(Stored data)
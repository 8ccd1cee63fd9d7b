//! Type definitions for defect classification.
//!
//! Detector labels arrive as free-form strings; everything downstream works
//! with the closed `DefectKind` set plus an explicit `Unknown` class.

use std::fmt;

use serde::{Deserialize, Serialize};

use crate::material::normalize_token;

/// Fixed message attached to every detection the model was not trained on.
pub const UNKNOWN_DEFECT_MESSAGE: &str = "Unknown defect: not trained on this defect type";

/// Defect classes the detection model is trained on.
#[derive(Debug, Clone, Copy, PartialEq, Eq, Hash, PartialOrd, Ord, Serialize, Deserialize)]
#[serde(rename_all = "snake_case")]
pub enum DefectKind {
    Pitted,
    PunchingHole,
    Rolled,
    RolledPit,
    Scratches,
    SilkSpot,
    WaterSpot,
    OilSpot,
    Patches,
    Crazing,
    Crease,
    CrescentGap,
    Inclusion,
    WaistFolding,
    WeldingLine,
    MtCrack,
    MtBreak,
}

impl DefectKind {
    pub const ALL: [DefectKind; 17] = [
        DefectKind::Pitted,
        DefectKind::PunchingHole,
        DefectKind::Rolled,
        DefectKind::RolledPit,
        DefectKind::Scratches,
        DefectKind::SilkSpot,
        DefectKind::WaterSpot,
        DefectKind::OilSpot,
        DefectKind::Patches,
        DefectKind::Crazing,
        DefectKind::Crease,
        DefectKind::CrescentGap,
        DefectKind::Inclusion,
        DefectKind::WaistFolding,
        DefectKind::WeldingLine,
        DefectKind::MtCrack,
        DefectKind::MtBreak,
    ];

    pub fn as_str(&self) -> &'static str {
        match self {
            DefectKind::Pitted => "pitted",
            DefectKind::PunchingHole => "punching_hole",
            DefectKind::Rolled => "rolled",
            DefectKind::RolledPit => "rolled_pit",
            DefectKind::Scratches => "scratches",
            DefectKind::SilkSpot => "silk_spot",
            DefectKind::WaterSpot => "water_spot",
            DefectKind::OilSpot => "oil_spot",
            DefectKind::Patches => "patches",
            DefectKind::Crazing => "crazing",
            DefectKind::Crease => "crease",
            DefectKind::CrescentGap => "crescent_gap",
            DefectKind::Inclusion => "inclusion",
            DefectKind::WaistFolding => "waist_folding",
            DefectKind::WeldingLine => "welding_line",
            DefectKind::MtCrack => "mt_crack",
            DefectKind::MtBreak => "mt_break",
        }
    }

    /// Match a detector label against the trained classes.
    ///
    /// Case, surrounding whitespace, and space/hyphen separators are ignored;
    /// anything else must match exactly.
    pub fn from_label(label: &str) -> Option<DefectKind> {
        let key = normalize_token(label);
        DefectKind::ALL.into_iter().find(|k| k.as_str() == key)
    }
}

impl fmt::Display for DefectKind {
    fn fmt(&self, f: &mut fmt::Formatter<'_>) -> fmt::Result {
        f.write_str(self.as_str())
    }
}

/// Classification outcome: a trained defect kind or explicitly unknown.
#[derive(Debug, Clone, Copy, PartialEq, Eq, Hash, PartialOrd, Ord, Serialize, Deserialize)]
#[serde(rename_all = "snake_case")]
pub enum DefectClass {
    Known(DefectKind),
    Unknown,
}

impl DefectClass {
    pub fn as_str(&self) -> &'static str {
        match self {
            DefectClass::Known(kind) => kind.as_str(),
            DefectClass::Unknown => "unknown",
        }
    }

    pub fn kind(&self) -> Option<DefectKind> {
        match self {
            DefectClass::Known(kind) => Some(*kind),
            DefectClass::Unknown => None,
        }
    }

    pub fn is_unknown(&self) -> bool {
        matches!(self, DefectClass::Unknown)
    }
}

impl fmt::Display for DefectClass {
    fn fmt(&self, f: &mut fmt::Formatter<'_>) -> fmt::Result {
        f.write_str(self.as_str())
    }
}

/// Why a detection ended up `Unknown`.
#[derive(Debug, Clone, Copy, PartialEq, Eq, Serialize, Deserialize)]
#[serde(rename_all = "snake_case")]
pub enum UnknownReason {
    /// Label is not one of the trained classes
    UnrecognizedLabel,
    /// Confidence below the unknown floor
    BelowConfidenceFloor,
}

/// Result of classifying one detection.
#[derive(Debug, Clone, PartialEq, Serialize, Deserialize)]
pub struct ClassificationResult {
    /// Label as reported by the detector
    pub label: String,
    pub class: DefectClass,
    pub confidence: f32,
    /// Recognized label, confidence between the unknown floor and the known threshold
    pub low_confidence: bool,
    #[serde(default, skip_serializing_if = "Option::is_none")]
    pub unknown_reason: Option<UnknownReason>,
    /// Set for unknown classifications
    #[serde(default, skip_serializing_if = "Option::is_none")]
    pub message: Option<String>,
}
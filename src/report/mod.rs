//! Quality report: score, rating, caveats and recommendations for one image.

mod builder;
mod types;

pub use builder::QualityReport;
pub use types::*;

• _PROBLEM REQUIREMENTS_
Whichever lines of the data include the word "Inclusion", pull them out.

• _TASK OUTPUT_
    Inclusion,
        DefectKind::Inclusion,
            DefectKind::Inclusion => "inclusion",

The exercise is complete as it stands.